Exercise requirements - Give the count of lines in the entries below that contain the string "options", and only that count.

Data extract -
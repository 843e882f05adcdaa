//! Streaming graph visualizer
//!
//! Downloads a word graph in the background and lays it out incrementally as it arrives.

mod app;
mod theme;

use eframe::egui;
use tracing_subscriber::EnvFilter;

fn main() -> eframe::Result<()> {
    // Initialize logging, RUST_LOG overrides the default level
    tracing_subscriber::fmt()
        .with_env_filter(EnvFilter::try_from_default_env().unwrap_or_else(|_| EnvFilter::new("info")))
        .init();

    let options = eframe::NativeOptions {
        viewport: egui::ViewportBuilder::default()
            .with_inner_size([1400.0, 900.0])
            .with_title("Graph Stream"),
        persist_window: true, // Persist window state and egui memory between sessions
        ..Default::default()
    };

    eframe::run_native(
        "Graph Stream",
        options,
        Box::new(|cc| Ok(Box::new(app::VisualizerApp::new(cc)))),
    )
}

Task answer - 2